-- What to do --
Every line from the one containing "(*msg).to_string()" to the end of the records below, written out word for word, is the whole answer.

Stored data
★ ★ ★ ★ ★ ★ ★

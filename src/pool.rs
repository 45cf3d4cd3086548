use super::{
    errors::{PoolError, SpawnError},
    result::SpawnResult,
    handle::{
        Task,
        JoinHandle,
    },
    model::{
        PoolMetrics,
        TaskCounters,
    },
    queue::TaskQueue,
    tracker::{IdleHistogram, IdleTracker, DEFAULT_REPORT_INTERVAL},
    worker::WorkerHandle,
};
use std::{
    any::Any,
    fmt,
    panic::{self, AssertUnwindSafe},
    sync::{
        atomic::{AtomicBool, Ordering},
        Arc,
    },
    thread::{self, Thread},
    time::Duration,
};
use parking_lot::Mutex;
use tokio::sync::oneshot;
use tokio_util::sync::CancellationToken;


/// Хук, вызываемый один раз на старте каждого воркера с его id.
/// Например, чтобы ограничить вложенный параллелизм числовых библиотек одним потоком.
pub type StartHook = Arc<dyn Fn(usize) + Send + Sync + 'static>;

/// Конфигурация пула потоков
#[derive(Clone)]
pub struct Config {
    pub num_threads: usize,
    /// `None` - очередь без ограничения
    pub queue_capacity: Option<usize>,
    pub thread_name: String,
    pub stack_size: Option<usize>,
    pub idle_report_interval: Duration,
    pub on_worker_start: Option<StartHook>,
}

impl Default for Config {
    fn default() -> Self {
        Self {
            num_threads: num_cpus::get(),
            queue_capacity: None,
            thread_name: "task-pool".to_string(),
            stack_size: None,
            idle_report_interval: DEFAULT_REPORT_INTERVAL,
            on_worker_start: None,
        }
    }
}

impl Config {
    pub fn cpu_bound() -> Self {
        let num_cpus = num_cpus::get();
        Self {
            num_threads: num_cpus,
            queue_capacity: Some(num_cpus * 10),
            ..Default::default()
        }
    }

    pub fn io_bound() -> Self {
        Self {
            num_threads: num_cpus::get() * 2, // воркеры большую часть времени ждут
            ..Default::default()
        }
    }

    pub fn num_threads(mut self, num_threads: usize) -> Self {
        self.num_threads = num_threads;
        self
    }

    /// Ограничить очередь. 0 при создании пула поднимается до 1
    pub fn queue_capacity(mut self, capacity: usize) -> Self {
        self.queue_capacity = Some(capacity);
        self
    }

    pub fn thread_name(mut self, name: impl Into<String>) -> Self {
        self.thread_name = name.into();
        self
    }

    pub fn stack_size(mut self, size: usize) -> Self {
        self.stack_size = Some(size);
        self
    }

    pub fn idle_report_interval(mut self, interval: Duration) -> Self {
        self.idle_report_interval = interval;
        self
    }

    pub fn on_worker_start<F>(mut self, hook: F) -> Self
    where
        F: Fn(usize) + Send + Sync + 'static,
    {
        self.on_worker_start = Some(Arc::new(hook));
        self
    }
}

impl fmt::Debug for Config {
    fn fmt(&self, f: &mut fmt::Formatter<'_>) -> fmt::Result {
        f.debug_struct("Config")
            .field("num_threads", &self.num_threads)
            .field("queue_capacity", &self.queue_capacity)
            .field("thread_name", &self.thread_name)
            .field("stack_size", &self.stack_size)
            .field("idle_report_interval", &self.idle_report_interval)
            .field("on_worker_start", &self.on_worker_start.is_some())
            .finish()
    }
}


/// Состояние, которое делят пул и потоки воркеров
pub(crate) struct PoolShared {
    pub queue: TaskQueue,
    pub tracker: IdleTracker,
    /// graceful stop: воркеры дорабатывают очередь и выходят
    pub done: AtomicBool,
    /// forced stop: очередь выброшена, флаги всех воркеров выставлены
    pub stopped: AtomicBool,
    pub counters: Arc<TaskCounters>,
    pub on_worker_start: Option<StartHook>,
}


/// Пул OS-потоков с общей ограниченной очередью задач.
///
/// `resize` и `stop` сериализуются внутренним локом, `submit` можно звать
/// из любого числа потоков одновременно. При drop выполняется graceful stop.
pub struct ThreadPool {
    shared: Arc<PoolShared>,
    workers: Mutex<Vec<WorkerHandle>>,
    thread_name: String,
    stack_size: Option<usize>,
}

impl ThreadPool {
    pub fn new(num_threads: usize) -> Result<Self, PoolError> {
        let config = Config {
            num_threads,
            ..Default::default()
        };
        Self::with_config(config)
    }

    pub fn with_config(config: Config) -> Result<Self, PoolError> {
        let shared = Arc::new(PoolShared {
            queue: TaskQueue::new(config.queue_capacity),
            tracker: IdleTracker::new(config.idle_report_interval),
            done: AtomicBool::new(false),
            stopped: AtomicBool::new(false),
            counters: Arc::new(TaskCounters::default()),
            on_worker_start: config.on_worker_start,
        });

        let pool = Self {
            shared,
            workers: Mutex::new(Vec::with_capacity(config.num_threads)),
            thread_name: config.thread_name,
            stack_size: config.stack_size,
        };

        // при ошибке уже запущенные воркеры остановит drop пула
        pool.resize(config.num_threads)?;

        tracing::info!(
            pool = %pool.thread_name,
            workers = config.num_threads,
            capacity = pool.shared.queue.capacity(),
            "thread pool created"
        );

        Ok(pool)
    }

    fn thread_builder(&self, id: usize) -> thread::Builder {
        let builder = thread::Builder::new().name(format!("{}-{}", self.thread_name, id));
        match self.stack_size {
            Some(size) => builder.stack_size(size),
            None => builder,
        }
    }

    /// Изменить число воркеров.
    ///
    /// Рост запускает новые потоки. При сжатии лишние воркеры (с наибольшими id)
    /// получают флаг остановки и отсоединяются: `resize` их не ждёт, занятый воркер
    /// доделает текущую задачу и выйдет сам. После любого stop вызов ничего не делает.
    pub fn resize(&self, num_threads: usize) -> Result<(), PoolError> {
        let mut workers = self.workers.lock();
        if self.is_stopped() {
            return Ok(());
        }

        let current = workers.len();
        if num_threads >= current {
            workers.reserve(num_threads - current);
            for id in current..num_threads {
                let worker = WorkerHandle::spawn(id, self.shared.clone(), self.thread_builder(id))
                    .map_err(|source| PoolError::Spawn { worker: id, source })?;
                workers.push(worker);
            }
        } else {
            for worker in workers.drain(num_threads..) {
                worker.request_stop();
            }
            self.shared.queue.wake_all();
        }

        if current != num_threads {
            tracing::info!(pool = %self.thread_name, from = current, to = num_threads, "thread pool resized");
        }
        Ok(())
    }

    /// Поставить задачу в очередь. Блокирует, пока очередь заполнена.
    ///
    /// Замыкание получает id воркера, который его выполняет. Паника внутри
    /// задачи не трогает воркер и приходит в handle как [`SpawnError::Panic`].
    pub fn submit<R, F>(&self, f: F) -> JoinHandle<R>
    where
        R: Send + 'static,
        F: FnOnce(usize) -> R + Send + 'static,
    {
        let (task, handle) = self.wrap(f);
        // до push: воркер может завершить задачу раньше, чем мы вернёмся
        self.shared.counters.submitted.fetch_add(1, Ordering::Relaxed);
        self.shared.queue.push(task);
        handle
    }

    /// `submit` с привязанными аргументами
    pub fn submit_with<A, R, F>(&self, f: F, args: A) -> JoinHandle<R>
    where
        A: Send + 'static,
        R: Send + 'static,
        F: FnOnce(usize, A) -> R + Send + 'static,
    {
        self.submit(move |worker_id| f(worker_id, args))
    }

    /// Как `submit`, но при заполненной очереди сразу возвращает [`PoolError::QueueFull`]
    pub fn try_submit<R, F>(&self, f: F) -> Result<JoinHandle<R>, PoolError>
    where
        R: Send + 'static,
        F: FnOnce(usize) -> R + Send + 'static,
    {
        let (task, handle) = self.wrap(f);
        let counters = &self.shared.counters;
        counters.submitted.fetch_add(1, Ordering::Relaxed);
        match self.shared.queue.try_push(task) {
            Ok(()) => Ok(handle),
            Err(_rejected) => {
                counters.submitted.fetch_sub(1, Ordering::Relaxed);
                Err(PoolError::QueueFull {
                    capacity: self.shared.queue.capacity(),
                })
            }
        }
    }

    fn wrap<R, F>(&self, f: F) -> (Task, JoinHandle<R>)
    where
        R: Send + 'static,
        F: FnOnce(usize) -> R + Send + 'static,
    {
        let (tx, rx) = oneshot::channel::<SpawnResult<R>>();
        let cancel_token = CancellationToken::new();
        let ct = cancel_token.clone();
        let counters = self.shared.counters.clone();

        let task = Task::new(move |worker_id| {
            if ct.is_cancelled() {
                counters.discarded.fetch_add(1, Ordering::Release);
                let _ = tx.send(Err(SpawnError::Cancelled));
                return;
            }

            let result: SpawnResult<R> = panic::catch_unwind(AssertUnwindSafe(|| f(worker_id)))
                .map_err(|payload| SpawnError::Panic(panic_message(payload.as_ref())));

            if result.is_ok() {
                counters.completed.fetch_add(1, Ordering::Release);
            } else {
                counters.failed.fetch_add(1, Ordering::Release);
            }

            let _ = tx.send(result);
        });

        (task, JoinHandle::new(cancel_token, rx))
    }

    /// Остановить пул.
    ///
    /// `wait == true`: воркеры дорабатывают всё, что уже в очереди, затем выходят.
    /// `wait == false`: ожидающие задачи выбрасываются без запуска, уже
    /// выполняющиеся доделываются. В обоих случаях вызов ждёт завершения всех
    /// собственных потоков. Повторный вызов ничего не делает.
    pub fn stop(&self, wait: bool) {
        let mut workers = self.workers.lock();
        if wait {
            if self.is_stopped() {
                return;
            }
            self.shared.done.store(true, Ordering::Release);
        } else {
            if self.shared.stopped.swap(true, Ordering::AcqRel) {
                return;
            }
            for worker in workers.iter() {
                worker.request_stop();
            }
            self.clear_queue();
        }
        self.shared.queue.wake_all();

        let owned: Vec<WorkerHandle> = workers.drain(..).collect();
        drop(workers);
        let joined = owned.len();
        for worker in owned {
            worker.join();
        }

        // задачи, которые некому было взять (пул без воркеров)
        let discarded = if self.shared.queue.is_empty() { 0 } else { self.clear_queue() };
        tracing::info!(pool = %self.thread_name, graceful = wait, joined, discarded, "thread pool stopped");
    }

    #[inline]
    pub fn is_stopped(&self) -> bool {
        self.shared.done.load(Ordering::Acquire) || self.shared.stopped.load(Ordering::Acquire)
    }

    /// Выбросить все ожидающие задачи без запуска. Их handles получат `Discarded`.
    pub fn clear_queue(&self) -> usize {
        let discarded = self.shared.queue.clear();
        self.shared.counters.discarded.fetch_add(discarded, Ordering::Release);
        discarded
    }

    /// Забрать следующую задачу из очереди, не запуская её
    pub fn pop(&self) -> Option<Task> {
        self.shared.queue.take()
    }

    /// Ёмкость 0 поднимается до 1
    pub fn set_queue_capacity(&self, capacity: usize) {
        self.shared.queue.set_capacity(capacity);
    }

    pub fn queue_capacity(&self) -> usize {
        self.shared.queue.capacity()
    }

    pub fn queued_tasks(&self) -> usize {
        self.shared.queue.len()
    }

    pub fn size(&self) -> usize {
        self.workers.lock().len()
    }

    /// Простаивающие воркеры среди принадлежащих пулу, поэтому всегда `<= size()`
    pub fn idle_count(&self) -> usize {
        self.workers.lock().iter().filter(|w| w.is_idle()).count()
    }

    pub fn thread(&self, index: usize) -> Option<Thread> {
        self.workers.lock().get(index).and_then(|w| w.thread().cloned())
    }

    pub fn idle_histogram(&self) -> IdleHistogram {
        self.shared.tracker.snapshot()
    }

    #[inline]
    pub fn metrics(&self) -> PoolMetrics {
        let (workers, idle_workers) = {
            let workers = self.workers.lock();
            (workers.len(), workers.iter().filter(|w| w.is_idle()).count())
        };
        let counters = &self.shared.counters;
        // завершения читаются раньше submitted: снимок не покажет завершённых больше, чем поставленных
        let completed_tasks = counters.completed.load(Ordering::Acquire);
        let failed_tasks = counters.failed.load(Ordering::Acquire);
        let discarded_tasks = counters.discarded.load(Ordering::Acquire);
        PoolMetrics {
            workers,
            idle_workers,
            queued_tasks: self.shared.queue.len(),
            queue_capacity: self.shared.queue.capacity(),
            total_submitted: counters.submitted.load(Ordering::Relaxed),
            completed_tasks,
            failed_tasks,
            discarded_tasks,
        }
    }
}

impl fmt::Debug for ThreadPool {
    fn fmt(&self, f: &mut fmt::Formatter<'_>) -> fmt::Result {
        f.debug_struct("ThreadPool")
            .field("name", &self.thread_name)
            .field("size", &self.size())
            .field("queued", &self.queued_tasks())
            .field("stopped", &self.is_stopped())
            .finish()
    }
}

impl Drop for ThreadPool {
    fn drop(&mut self) {
        self.stop(true);
    }
}

fn panic_message(payload: &(dyn Any + Send)) -> String {
    if let Some(msg) = payload.downcast_ref::<&str>() {
        (*msg).to_string()
    } else if let Some(msg) = payload.downcast_ref::<String>() {
        msg.clone()
    } else {
        "unknown panic".to_string()
    }
}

★ ★ ★ ★ ★ ★ ★

-- Answer space --
        (*msg).to_string()
    } else if let Some(msg) = payload.downcast_ref::<String>() {
        msg.clone()
    } else {
        "unknown panic".to_string()
    }
}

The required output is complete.